For most of us religious folks, we are glad to accept that the findings of science are a gift of our rational brains, themselves a divine blessing. And while I’m no scientist, I understand that by it’s very nature, science never remains in one place with fixed answers. The scientific method demands questioning in order to create hypotheses that are then tested. When findings do not confirm hypotheses then new hypotheses are needed and when they do there is new information from which to ask new questions. I think that that splendid curiosity that leads to incredible new insights and exciting discoveries can and should be a tool in our spiritual journey as well.
Of course, this bumps up (hard at times) against doctrine that affirms that God is the same yesterday, today and tomorrow. That doctrine was part of the logical conundrum that painted me into a corner on the doctrine of the inerrancy of scripture (I blogged about that here ) I trusted the reason that God had created me with and drew the conclusion that I had to make a choice between an unchanging God and a Bible that contained no errors. But now I am back to wondering about the assumption that God is unchanging. One way of resolving the issue of God seeming to change plans from the Mosaic Law to the grace of Christ’s atonement is to accept that God did indeed change. It could be said that God tried one way, saw that it wasn’t working and thus devised a new plan. Just like I’m no scientist, I’m also no process theologian, but this strikes me as a position that might be supported by that theology. I suppose it has merit. It shows a God who is not locked in to just one way of doing things regardless of result, an evolving God who adapts according to the response of the test subjects, i.e. humanity. I guess there is still enough of my Calvinist roots left to push me away from this position.

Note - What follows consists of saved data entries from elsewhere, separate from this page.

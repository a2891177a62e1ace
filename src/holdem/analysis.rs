use rand::Rng;
use rand::rngs::ThreadRng;
use tracing::{event, trace_span};

use crate::core::{HandCategory, PokerEngineError, rank_partial};

use super::{
    Action, BoardTexture, DrawPotential, EquitySimulator, GameState, SimulationResult, Street,
    odds::{DEFAULT_IMPLIED_STACK_FRACTION, expected_value, implied_odds, pot_odds},
    recommend, reasoning,
};

/// Default number of Monte Carlo trials per analysis.
pub const DEFAULT_TRIALS: usize = 1000;

/// Everything the engine has to say about one hand.
///
/// Probabilities and equity are percentages, `pot_odds` and
/// `implied_odds` are fractions of the pot.
#[derive(Debug, Clone, PartialEq)]
#[cfg_attr(feature = "serde", derive(serde::Serialize, serde::Deserialize))]
pub struct HandAnalysis {
    /// Name of the best hand made by the known cards.
    pub hand_type: String,
    pub category: HandCategory,
    pub street: Street,
    pub win_probability: f64,
    pub tie_probability: f64,
    pub loss_probability: f64,
    pub equity: f64,
    pub pot_odds: f64,
    pub implied_odds: f64,
    pub expected_value: f64,
    pub action: Action,
    pub confidence: u8,
    pub reasoning: Vec<String>,
    pub board_texture: BoardTexture,
    pub draw_potential: DrawPotential,
    pub trials: usize,
}

/// # AnalyzerBuilder
///
/// `RngAnalyzerBuilder` configures an `Analyzer`. Every field is
/// optional.
///
/// - `trials` defaults to `DEFAULT_TRIALS`.
/// - `implied_stack_fraction` defaults to `DEFAULT_IMPLIED_STACK_FRACTION`.
/// - `rng` defaults to the thread local rng.
/// - `seed` makes every analysis repeatable by running seeded batches,
///   and takes precedence over `rng`.
///
/// `AnalyzerBuilder` is a type alias for `RngAnalyzerBuilder<ThreadRng>`.
///
/// ## Examples
///
/// ```
/// use poker_equity::holdem::{AnalyzerBuilder, GameState};
///
/// let mut analyzer = AnalyzerBuilder::default().trials(500).seed(42).build().unwrap();
/// let game_state = GameState::from_strs("AhAd", "Ac2d9s", 2).unwrap();
/// let analysis = analyzer.analyze(&game_state).unwrap();
///
/// assert_eq!("Three of a Kind", analysis.hand_type);
/// assert_eq!(500, analysis.trials);
/// ```
///
/// Passing in a seeded rng works too:
///
/// ```
/// use rand::{SeedableRng, rngs::StdRng};
/// use poker_equity::holdem::RngAnalyzerBuilder;
///
/// let analyzer = RngAnalyzerBuilder::default()
///     .rng(StdRng::seed_from_u64(420))
///     .build()
///     .unwrap();
/// ```
pub struct RngAnalyzerBuilder<R: Rng> {
    trials: Option<usize>,
    implied_stack_fraction: Option<f64>,
    rng: Option<R>,
    seed: Option<u64>,
}

impl<R: Rng> RngAnalyzerBuilder<R> {
    /// Number of Monte Carlo trials per analysis.
    pub fn trials(mut self, trials: usize) -> Self {
        self.trials = Some(trials);
        self
    }

    /// Share of the stack counted as future winnings for implied odds.
    pub fn implied_stack_fraction(mut self, fraction: f64) -> Self {
        self.implied_stack_fraction = Some(fraction);
        self
    }

    pub fn rng(mut self, rng: R) -> Self {
        self.rng = Some(rng);
        self
    }

    pub fn seed(mut self, seed: u64) -> Self {
        self.seed = Some(seed);
        self
    }

    /// Fill in defaults and create the analyzer.
    ///
    /// @returns `InvalidTrialCount` if zero trials were asked for.
    pub fn build(self) -> Result<Analyzer<R>, PokerEngineError> {
        let trials = self.trials.unwrap_or(DEFAULT_TRIALS);
        if trials == 0 {
            return Err(PokerEngineError::InvalidTrialCount);
        }
        Ok(Analyzer {
            trials,
            implied_stack_fraction: self
                .implied_stack_fraction
                .unwrap_or(DEFAULT_IMPLIED_STACK_FRACTION),
            rng: self.rng,
            seed: self.seed,
        })
    }
}

impl<R: Rng> Default for RngAnalyzerBuilder<R> {
    fn default() -> Self {
        Self {
            trials: None,
            implied_stack_fraction: None,
            rng: None,
            seed: None,
        }
    }
}

/// The rng is ThreadRng.
pub type AnalyzerBuilder = RngAnalyzerBuilder<ThreadRng>;

/// Turns a `GameState` into a `HandAnalysis`.
#[derive(Debug)]
pub struct Analyzer<R: Rng> {
    trials: usize,
    implied_stack_fraction: f64,
    rng: Option<R>,
    seed: Option<u64>,
}

impl<R: Rng> Analyzer<R> {
    pub fn trials(&self) -> usize {
        self.trials
    }

    /// Validate the game state, simulate, and build the analysis.
    ///
    /// Every check runs before the first trial, so an error never comes
    /// with partial results.
    pub fn analyze(&mut self, game_state: &GameState) -> Result<HandAnalysis, PokerEngineError> {
        let span = trace_span!(
            "analyze",
            opponents = game_state.num_opponents,
            trials = self.trials
        );
        let _enter = span.enter();

        game_state.validate()?;
        let simulator = EquitySimulator::new(
            &game_state.hole_cards,
            &game_state.community_cards,
            game_state.num_opponents,
        )?;
        let current = rank_partial(&game_state.known_cards())?;

        let result = self.run(&simulator)?;
        let analysis = self.build_analysis(game_state, current.category, result);

        event!(
            tracing::Level::DEBUG,
            hand_type = analysis.hand_type.as_str(),
            equity = analysis.equity,
            action = %analysis.action,
            confidence = analysis.confidence,
            "Analysis finished"
        );
        Ok(analysis)
    }

    fn run(&mut self, simulator: &EquitySimulator) -> Result<SimulationResult, PokerEngineError> {
        match (self.seed, self.rng.as_mut()) {
            (Some(seed), _) => simulator.simulate_seeded(self.trials, seed),
            (None, Some(rng)) => simulator.simulate(self.trials, rng),
            (None, None) => simulator.simulate(self.trials, &mut rand::rng()),
        }
    }

    fn build_analysis(
        &self,
        game_state: &GameState,
        category: HandCategory,
        result: SimulationResult,
    ) -> HandAnalysis {
        let win = result.win_percentage / 100.0;
        let tie = result.tie_percentage / 100.0;

        let pot_odds = pot_odds(game_state.pot_size, game_state.bet_to_call);
        let implied_odds = implied_odds(
            game_state.pot_size,
            game_state.bet_to_call,
            game_state.stack_size,
            self.implied_stack_fraction,
        );
        let expected_value =
            expected_value(win, tie, game_state.pot_size, game_state.bet_to_call);
        let recommendation = recommend(result.equity, pot_odds, expected_value);

        HandAnalysis {
            hand_type: category.name().to_string(),
            category,
            street: game_state.street(),
            win_probability: result.win_percentage,
            tie_probability: result.tie_percentage,
            loss_probability: result.loss_percentage,
            equity: result.equity,
            pot_odds,
            implied_odds,
            expected_value,
            action: recommendation.action,
            confidence: recommendation.confidence,
            reasoning: reasoning(result.equity, pot_odds, expected_value),
            board_texture: BoardTexture::from_board(&game_state.community_cards),
            draw_potential: DrawPotential::from_board(&game_state.community_cards),
            trials: result.total,
        }
    }
}

/// Analyze with the default configuration and the thread local rng.
pub fn analyze(game_state: &GameState) -> Result<HandAnalysis, PokerEngineError> {
    AnalyzerBuilder::default().build()?.analyze(game_state)
}

#[cfg(test)]
mod tests {
    use approx::assert_abs_diff_eq;
    use rand::{SeedableRng, rngs::StdRng};

    use super::*;

    fn seeded(trials: usize) -> Analyzer<ThreadRng> {
        AnalyzerBuilder::default()
            .trials(trials)
            .seed(1234)
            .build()
            .unwrap()
    }

    #[test_log::test]
    fn test_set_of_aces() {
        let gs = GameState::from_strs("AhAd", "Ac2d9s", 2)
            .unwrap()
            .pot_size(100.0)
            .bet_to_call(20.0)
            .stack_size(500.0);
        let a = seeded(5_000).analyze(&gs).unwrap();

        assert_eq!("Three of a Kind", a.hand_type);
        assert_eq!(HandCategory::ThreeOfAKind, a.category);
        assert_eq!(Street::Flop, a.street);
        assert!(a.win_probability > 90.0, "win was {}", a.win_probability);
        assert!(a.expected_value > 0.0);
        assert_eq!(Action::AllIn, a.action);
        assert_eq!(95, a.confidence);
        assert_eq!(5_000, a.trials);
        assert_eq!(4, a.reasoning.len());
        assert_abs_diff_eq!(
            100.0,
            a.win_probability + a.tie_probability + a.loss_probability,
            epsilon = 1e-6
        );
    }

    #[test_log::test]
    fn test_preflop_hand_type() {
        let gs = GameState::from_strs("2h3c", "", 1).unwrap();
        let a = seeded(10_000).analyze(&gs).unwrap();

        assert_eq!("High Card", a.hand_type);
        assert_eq!(Street::Preflop, a.street);
        assert_eq!(BoardTexture::Preflop, a.board_texture);
        assert!(a.equity > 28.0 && a.equity < 45.0, "equity was {}", a.equity);

        let pair = GameState::from_strs("7c7d", "", 1).unwrap();
        assert_eq!("Pair", seeded(100).analyze(&pair).unwrap().hand_type);
    }

    #[test_log::test]
    fn test_flush_draw() {
        let gs = GameState::from_strs("AsKs", "QsJs2c", 1).unwrap();
        let a = seeded(10_000).analyze(&gs).unwrap();

        assert_eq!(HandCategory::HighCard, a.category);
        assert!(a.win_probability > 50.0, "win was {}", a.win_probability);
        assert!(a.draw_potential.straight_draw);
    }

    #[test_log::test]
    fn test_empty_pot() {
        // An empty pot with nothing to call has zero expected value.
        let gs = GameState::from_strs("7h2c", "KsQd9c", 3).unwrap();
        let a = seeded(1_000).analyze(&gs).unwrap();
        assert_eq!(0.0, a.expected_value);
        assert_eq!(0.0, a.pot_odds);
        assert!(matches!(a.action, Action::Fold | Action::Call));
    }

    #[test_log::test]
    fn test_seeded_analysis_repeats() {
        let gs = GameState::from_strs("JhTh", "9h8c2d", 3)
            .unwrap()
            .pot_size(60.0)
            .bet_to_call(30.0);
        let one = seeded(2_000).analyze(&gs).unwrap();
        let two = seeded(2_000).analyze(&gs).unwrap();
        assert_eq!(one, two);
    }

    #[test_log::test]
    fn test_rng_analyzer() {
        let gs = GameState::from_strs("QcQd", "", 2).unwrap();
        let mut analyzer = RngAnalyzerBuilder::default()
            .trials(300)
            .rng(StdRng::seed_from_u64(5))
            .build()
            .unwrap();
        let a = analyzer.analyze(&gs).unwrap();
        assert_eq!(300, a.trials);
        assert_eq!("Pair", a.hand_type);
    }

    #[test]
    fn test_fails_fast() {
        let mut analyzer = seeded(100);

        let gs = GameState::from_strs("AhAdAc", "", 1).unwrap();
        assert!(matches!(
            analyzer.analyze(&gs),
            Err(PokerEngineError::InvalidCardCount { .. })
        ));

        let gs = GameState::from_strs("AhAd", "Ad2c3c", 1).unwrap();
        assert!(matches!(
            analyzer.analyze(&gs),
            Err(PokerEngineError::DuplicateCard(_))
        ));

        let gs = GameState::from_strs("AhAd", "Ac2d9s3h4h", 40).unwrap();
        assert!(matches!(
            analyzer.analyze(&gs),
            Err(PokerEngineError::InsufficientDeck { .. })
        ));
    }

    #[test]
    fn test_zero_trials() {
        assert_eq!(
            Err(PokerEngineError::InvalidTrialCount),
            AnalyzerBuilder::default().trials(0).build().map(|a| a.trials())
        );
    }

    #[test]
    fn test_default_analyze() {
        let gs = GameState::from_strs("AhKh", "", 1).unwrap();
        let a = analyze(&gs).unwrap();
        assert_eq!(DEFAULT_TRIALS, a.trials);
    }

    #[cfg(feature = "serde")]
    #[test]
    fn test_serializes_for_transport() {
        let gs = GameState::from_strs("AhKh", "2c3c4c", 1).unwrap();
        let a = seeded(100).analyze(&gs).unwrap();
        let json = serde_json::to_value(&a).unwrap();
        assert_eq!("High Card", json["hand_type"]);
        assert!(json["action"].is_string());

        let gs_json = serde_json::to_value(&gs).unwrap();
        assert_eq!("Ah", gs_json["hole_cards"][0]);
    }
}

I’m more likely to think that what is changing is not so much God as our understanding of God. On Sunday’s episode, Rev. Bruce Booher spoke of how his children poked at their pet hermit crab trying to get to see it but that only caused it to draw into its shell more deeply. He compared that to how God does just the opposite with us, providing us with items of wonder and awe to draw us out of our shells to more fully experience the joy of following God. That got me to thinking about how we too often return that favor by poking God. We poke and prod and examine trying to fit God into the tiny boxes of our understanding. Thankfully, God endures our poking and even when we commit our best comprehension of the divine to writing and elevate it to the level of scripture, God allows us to work with our less than complete picture of God until we are ready to understand more fully and deeply.
So let us keep poking God with new hypotheses that we might find new conclusions that propel us to divine discoveries in which we marvel at the wonder of the God who has designs and dreams for us, loving us beyond our wildest imagination.